Hospitals poised to embrace "pay as you go" for patient care


There's a front page story in today's Wall Street Journal, "Hospitals Demand Cash Upfront From Patients" (login required) outlining the increasingly common practice of hospitals demanding pre-payment for services to be rendered.

I've been noticing this locally for awhile as well. As the amount of "bad debt" has been soaring from patients defaulting on their obligations which are the co-pays, deductibles, & any other part of the cost they're responsible for on their insurance. The really disturbing anecdote in the story surrounding a leukemia patient being treated at MD-Anderson Cancer Center in Houston is a painful reminder of the schizophrenic nature of American healthcare where we try to balance patient care and healthcare economics. It's stories like this that just convince me more then ever that we're hearing the death rattle of our traditional system as we move to some universal healthcare system.

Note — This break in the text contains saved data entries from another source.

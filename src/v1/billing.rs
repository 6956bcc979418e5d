//! Legacy invoices and expenses.

use chrono::{DateTime, NaiveDate, Utc};
use reqwest::Method;
use serde::Serialize;
use serde_json::Value;

use crate::error::Result;
use crate::params;
use crate::v1::client::of_user_query;
use crate::v1::LegacyClient;

#[derive(Debug, Clone, Default, Serialize)]
pub struct LegacyInvoiceFilter {
    pub page: Option<u32>,
    pub from: Option<NaiveDate>,
    pub to: Option<NaiveDate>,
    /// `open`, `partial`, `draft`, `paid`, `unpaid`, `pastdue`.
    pub status: Option<String>,
    pub client: Option<u64>,
    #[serde(serialize_with = "params::legacy_timestamp")]
    pub updated_since: Option<DateTime<Utc>>,
}

#[derive(Debug, Clone, Default, Serialize)]
pub struct LegacyInvoiceParams {
    pub due_at_human_format: Option<String>,
    pub client_id: Option<u64>,
    pub currency: Option<String>,
    pub discount: Option<f64>,
    pub issued_at: Option<NaiveDate>,
    pub subject: Option<String>,
    pub notes: Option<String>,
    pub number: Option<String>,
    /// `free_form`, `project`, `task`, `people` or `detailed`.
    pub kind: Option<String>,
    /// Comma separated project ids.
    pub projects_to_invoice: Option<String>,
    pub import_hours: Option<String>,
    pub import_expense: Option<String>,
    pub expense_summary_type: Option<String>,
    pub period_start: Option<NaiveDate>,
    pub period_end: Option<NaiveDate>,
    pub expense_period_start: Option<NaiveDate>,
    pub expense_period_end: Option<NaiveDate>,
    pub csv_line_items: Option<String>,
    pub tax: Option<f64>,
    pub tax2: Option<f64>,
    pub purchase_order: Option<String>,
}

#[derive(Debug, Clone, Default, Serialize)]
pub struct LegacyExpenseParams {
    pub notes: Option<String>,
    pub total_cost: Option<f64>,
    pub project_id: Option<u64>,
    pub expense_category_id: Option<u64>,
    pub billable: Option<bool>,
    pub spent_at: Option<NaiveDate>,
    pub units: Option<f64>,
}

impl LegacyClient {
    pub async fn list_invoices(&self, filter: &LegacyInvoiceFilter) -> Result<Value> {
        self.fetch("/invoices", filter).await
    }

    pub async fn get_invoice(&self, invoice_id: u64) -> Result<Value> {
        self.fetch(&format!("/invoices/{}", invoice_id), &()).await
    }

    pub async fn create_invoice(&self, params: &LegacyInvoiceParams) -> Result<Value> {
        self.write(Method::POST, "/invoices", "invoice", params, &["client_id"]).await
    }

    pub async fn delete_invoice(&self, invoice_id: u64) -> Result<Value> {
        self.act(Method::DELETE, &format!("/invoices/{}", invoice_id), &[]).await
    }

    pub async fn get_expense(&self, expense_id: u64, of_user: Option<u64>) -> Result<Value> {
        let query = of_user_query(of_user);
        self.act(Method::GET, &format!("/expenses/{}", expense_id), &query).await
    }

    pub async fn create_expense(&self, params: &LegacyExpenseParams) -> Result<Value> {
        self.write(Method::POST, "/expenses", "expense", params, &["project_id", "expense_category_id", "spent_at"]).await
    }

    pub async fn update_expense(&self, expense_id: u64, params: &LegacyExpenseParams) -> Result<Value> {
        self.write(Method::PUT, &format!("/expenses/{}", expense_id), "expense", params, &[]).await
    }

    pub async fn delete_expense(&self, expense_id: u64) -> Result<Value> {
        self.act(Method::DELETE, &format!("/expenses/{}", expense_id), &[]).await
    }

    /// Raw receipt image bytes.
    pub async fn receipt(&self, expense_id: u64) -> Result<Vec<u8>> {
        self.fetch_bytes(&format!("/expenses/{}/receipt", expense_id)).await
    }

    pub async fn attach_receipt(&self, expense_id: u64, file_name: &str, data: &[u8]) -> Result<Value> {
        self.upload(&format!("/expenses/{}/receipt", expense_id), "expense[receipt]", file_name, data).await
    }
}
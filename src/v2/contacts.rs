use chrono::{DateTime, Utc};
use serde::Serialize;
use serde_json::Value;

use crate::error::Result;
use crate::params::ListOptions;
use crate::v2::HarvestClient;

#[derive(Debug, Clone, Default, Serialize)]
pub struct ContactFilter {
    pub client_id: Option<u64>,
    pub updated_since: Option<DateTime<Utc>>,
    #[serde(flatten)]
    pub paging: ListOptions,
}

#[derive(Debug, Clone, Default, Serialize)]
pub struct ContactParams {
    pub client_id: Option<u64>,
    pub title: Option<String>,
    pub first_name: Option<String>,
    pub last_name: Option<String>,
    pub email: Option<String>,
    pub phone_office: Option<String>,
    pub phone_mobile: Option<String>,
    pub fax: Option<String>,
}

impl HarvestClient {
    pub async fn list_contacts(&self, filter: &ContactFilter) -> Result<Value> {
        self.fetch_with("/contacts", filter).await
    }

    pub async fn all_contacts(&self, filter: &ContactFilter) -> Result<Vec<Value>> {
        self.fetch_all_pages("/contacts", "contacts", filter).await
    }

    pub async fn get_contact(&self, contact_id: u64) -> Result<Value> {
        self.fetch(&format!("/contacts/{}", contact_id)).await
    }

    pub async fn create_contact(&self, params: &ContactParams) -> Result<Value> {
        self.create("/contacts", params, &["client_id", "first_name"]).await
    }

    pub async fn update_contact(&self, contact_id: u64, params: &ContactParams) -> Result<Value> {
        self.update(&format!("/contacts/{}", contact_id), params).await
    }

    pub async fn delete_contact(&self, contact_id: u64) -> Result<Value> {
        self.remove(&format!("/contacts/{}", contact_id)).await
    }
}
use anyhow::Result;
use chrono::NaiveDate;
use clap::{Parser, Subcommand};
use serde_json::Value;

use harvest_api::v2::{ClientFilter, InvoiceFilter, ProjectFilter, TaskFilter, TimeEntryFilter, TimeEntryParams, UserFilter};
use harvest_api::{Config, HarvestClient, LegacyClient, ListOptions};

#[derive(Parser)]
#[command(name = "harvest")]
#[command(about = "Query the Harvest time-tracking API from the command line", version)]
pub struct Cli {
    /// Emit logs as JSON on stderr
    #[arg(
        long,
        global = true,
        env = "HARVEST_LOG_JSON",
        action = clap::ArgAction::SetTrue,
        value_parser = clap::builder::BoolishValueParser::new()
    )]
    pub log_json: bool,
    #[command(subcommand)]
    pub command: Command,
}

#[derive(Subcommand)]
pub enum Command {
    /// Show the company of the configured account
    Company,
    /// Show the user owning the access token
    Me,
    Clients {
        #[command(subcommand)]
        action: ListOrGet,
    },
    Projects {
        #[command(subcommand)]
        action: ListOrGet,
    },
    Tasks {
        #[command(subcommand)]
        action: ListOrGet,
    },
    Users {
        #[command(subcommand)]
        action: ListOrGet,
    },
    TimeEntries {
        #[command(subcommand)]
        action: TimeEntryCommand,
    },
    Invoices {
        #[command(subcommand)]
        action: InvoiceCommand,
    },
    /// List roles
    Roles,
    /// Legacy v1 API (Basic auth)
    Legacy {
        #[command(subcommand)]
        action: LegacyCommand,
    },
}

#[derive(Subcommand)]
pub enum ListOrGet {
    List {
        /// Only active records; `--active=false` lists archived ones
        #[arg(long, num_args = 0..=1, require_equals = true, default_missing_value = "true")]
        active: Option<bool>,
        /// Follow pagination and print every record
        #[arg(long)]
        all: bool,
        #[arg(long)]
        page: Option<u32>,
        #[arg(long)]
        per_page: Option<u32>,
    },
    Get { id: u64 },
}

#[derive(Subcommand)]
pub enum TimeEntryCommand {
    List {
        /// First day, YYYY-MM-DD
        #[arg(long)]
        from: Option<NaiveDate>,
        /// Last day, YYYY-MM-DD
        #[arg(long)]
        to: Option<NaiveDate>,
        #[arg(long)]
        user_id: Option<u64>,
        #[arg(long)]
        project_id: Option<u64>,
        #[arg(long)]
        running: Option<bool>,
        #[arg(long)]
        all: bool,
        #[arg(long)]
        page: Option<u32>,
    },
    Get { id: u64 },
    /// Track time; without --hours a timer is started
    Create {
        #[arg(long)]
        project_id: u64,
        #[arg(long)]
        task_id: u64,
        #[arg(long)]
        spent_date: NaiveDate,
        #[arg(long)]
        hours: Option<f64>,
        #[arg(long)]
        notes: Option<String>,
    },
    Stop { id: u64 },
    Restart { id: u64 },
    Delete { id: u64 },
}

#[derive(Subcommand)]
pub enum InvoiceCommand {
    List {
        #[arg(long)]
        client_id: Option<u64>,
        #[arg(long)]
        all: bool,
    },
    Get { id: u64 },
}

#[derive(Subcommand)]
pub enum LegacyCommand {
    WhoAmI,
    RateLimit,
}

fn collect(items: Vec<Value>) -> Value {
    Value::Array(items)
}

pub async fn run(command: Command, cfg: &Config) -> Result<Value> {
    match command {
        Command::Legacy { action } => run_legacy(action, &LegacyClient::from_config(cfg)?).await,
        other => run_v2(other, &HarvestClient::from_config(cfg)?).await,
    }
}

async fn run_legacy(action: LegacyCommand, legacy: &LegacyClient) -> Result<Value> {
    let out = match action {
        LegacyCommand::WhoAmI => legacy.who_am_i().await?,
        LegacyCommand::RateLimit => legacy.rate_limit_status().await?,
    };
    Ok(out)
}

async fn run_v2(command: Command, client: &HarvestClient) -> Result<Value> {
    let out = match command {
        Command::Company => client.company().await?,
        Command::Me => client.me().await?,
        Command::Clients { action } => match action {
            ListOrGet::List { active, all, page, per_page } => {
                let filter = ClientFilter { is_active: active, paging: ListOptions { page, per_page }, ..Default::default() };
                if all { collect(client.all_clients(&filter).await?) } else { client.list_clients(&filter).await? }
            }
            ListOrGet::Get { id } => client.get_client(id).await?,
        },
        Command::Projects { action } => match action {
            ListOrGet::List { active, all, page, per_page } => {
                let filter = ProjectFilter { is_active: active, paging: ListOptions { page, per_page }, ..Default::default() };
                if all { collect(client.all_projects(&filter).await?) } else { client.list_projects(&filter).await? }
            }
            ListOrGet::Get { id } => client.get_project(id).await?,
        },
        Command::Tasks { action } => match action {
            ListOrGet::List { active, all, page, per_page } => {
                let filter = TaskFilter { is_active: active, paging: ListOptions { page, per_page }, ..Default::default() };
                if all { collect(client.all_tasks(&filter).await?) } else { client.list_tasks(&filter).await? }
            }
            ListOrGet::Get { id } => client.get_task(id).await?,
        },
        Command::Users { action } => match action {
            ListOrGet::List { active, all, page, per_page } => {
                let filter = UserFilter { is_active: active, paging: ListOptions { page, per_page }, ..Default::default() };
                if all { collect(client.all_users(&filter).await?) } else { client.list_users(&filter).await? }
            }
            ListOrGet::Get { id } => client.get_user(id).await?,
        },
        Command::TimeEntries { action } => match action {
            TimeEntryCommand::List { from, to, user_id, project_id, running, all, page } => {
                let filter = TimeEntryFilter {
                    from,
                    to,
                    user_id,
                    project_id,
                    is_running: running,
                    paging: ListOptions { page, per_page: None },
                    ..Default::default()
                };
                if all { collect(client.all_time_entries(&filter).await?) } else { client.list_time_entries(&filter).await? }
            }
            TimeEntryCommand::Get { id } => client.get_time_entry(id).await?,
            TimeEntryCommand::Create { project_id, task_id, spent_date, hours, notes } => {
                let params = TimeEntryParams {
                    project_id: Some(project_id),
                    task_id: Some(task_id),
                    spent_date: Some(spent_date),
                    hours,
                    notes,
                    ..Default::default()
                };
                client.create_time_entry(&params).await?
            }
            TimeEntryCommand::Stop { id } => client.stop_time_entry(id).await?,
            TimeEntryCommand::Restart { id } => client.restart_time_entry(id).await?,
            TimeEntryCommand::Delete { id } => client.delete_time_entry(id).await?,
        },
        Command::Invoices { action } => match action {
            InvoiceCommand::List { client_id, all } => {
                let filter = InvoiceFilter { client_id, ..Default::default() };
                if all { collect(client.all_invoices(&filter).await?) } else { client.list_invoices(&filter).await? }
            }
            InvoiceCommand::Get { id } => client.get_invoice(id).await?,
        },
        Command::Roles => client.list_roles(&ListOptions::default()).await?,
        Command::Legacy { .. } => anyhow::bail!("legacy commands need legacy credentials"),
    };
    Ok(out)
}

#[cfg(test)]
mod tests {
    use std::sync::Mutex;

    use super::*;

    // Parsing reads HARVEST_LOG_JSON, so tests touching it run one at a time.
    static ENV_LOCK: Mutex<()> = Mutex::new(());

    #[test]
    fn log_json_accepts_numeric_env_value() {
        let _guard = ENV_LOCK.lock().unwrap_or_else(|e| e.into_inner());
        std::env::set_var("HARVEST_LOG_JSON", "1");
        let on = Cli::try_parse_from(["harvest", "me"]);
        std::env::set_var("HARVEST_LOG_JSON", "0");
        let off = Cli::try_parse_from(["harvest", "me"]);
        std::env::remove_var("HARVEST_LOG_JSON");
        assert!(on.unwrap().log_json);
        assert!(!off.unwrap().log_json);

        let flag = Cli::try_parse_from(["harvest", "me", "--log-json"]).unwrap();
        assert!(flag.log_json);
    }

    #[test]
    fn active_works_as_bare_flag_or_with_value() {
        let _guard = ENV_LOCK.lock().unwrap_or_else(|e| e.into_inner());
        let active_of = |args: &[&str]| match Cli::try_parse_from(args.iter().copied()).unwrap().command {
            Command::Clients { action: ListOrGet::List { active, .. } } => active,
            _ => panic!("wrong command parsed"),
        };
        assert_eq!(active_of(&["harvest", "clients", "list", "--active"]), Some(true));
        assert_eq!(active_of(&["harvest", "clients", "list", "--active=false"]), Some(false));
        assert_eq!(active_of(&["harvest", "clients", "list", "--all"]), None);
        assert_eq!(active_of(&["harvest", "clients", "list", "--active", "--all"]), Some(true));
    }

    #[test]
    fn parses_time_entry_create() {
        let cli = Cli::try_parse_from([
            "harvest", "time-entries", "create", "--project-id", "5", "--task-id", "7", "--spent-date", "2024-03-01", "--hours", "1.5",
        ])
        .unwrap();
        match cli.command {
            Command::TimeEntries { action: TimeEntryCommand::Create { project_id, task_id, spent_date, hours, notes } } => {
                assert_eq!(project_id, 5);
                assert_eq!(task_id, 7);
                assert_eq!(spent_date, NaiveDate::from_ymd_opt(2024, 3, 1).unwrap());
                assert_eq!(hours, Some(1.5));
                assert!(notes.is_none());
            }
            _ => panic!("wrong command parsed"),
        }
    }

    #[test]
    fn parses_legacy_who_am_i() {
        let cli = Cli::try_parse_from(["harvest", "legacy", "who-am-i"]).unwrap();
        assert!(matches!(cli.command, Command::Legacy { action: LegacyCommand::WhoAmI }));
    }
}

Sympathy aside however, patients do need to understand their financial obligations under their insurance plans. One of the least fun things to do in medicine is to start sending collection notices to patients for unpaid charges from office visits or surgery. As you'd predict, it's much harder to get patients to pay after services are rendered then it is prior. There are very common misperceptions among many patients about how, when, and how much we're reimbursed for services.

I can still remember a massive weight loss patient after gastric bypass refusing to pay her co-payment of $1000 to our office for removing her excess abdominal skin (a panniculectomy or tummy tuck) because she felt like the $700 her insurer paid for 4 hours work and half a dozen post-op visits was enough. I'm a softie on many of these cases and we waive charges frequently (particularly on breast cancer reconstruction, which is a passion of mine) but we've had to become much more attentive to this issue as we see more kinds of cases creeping up.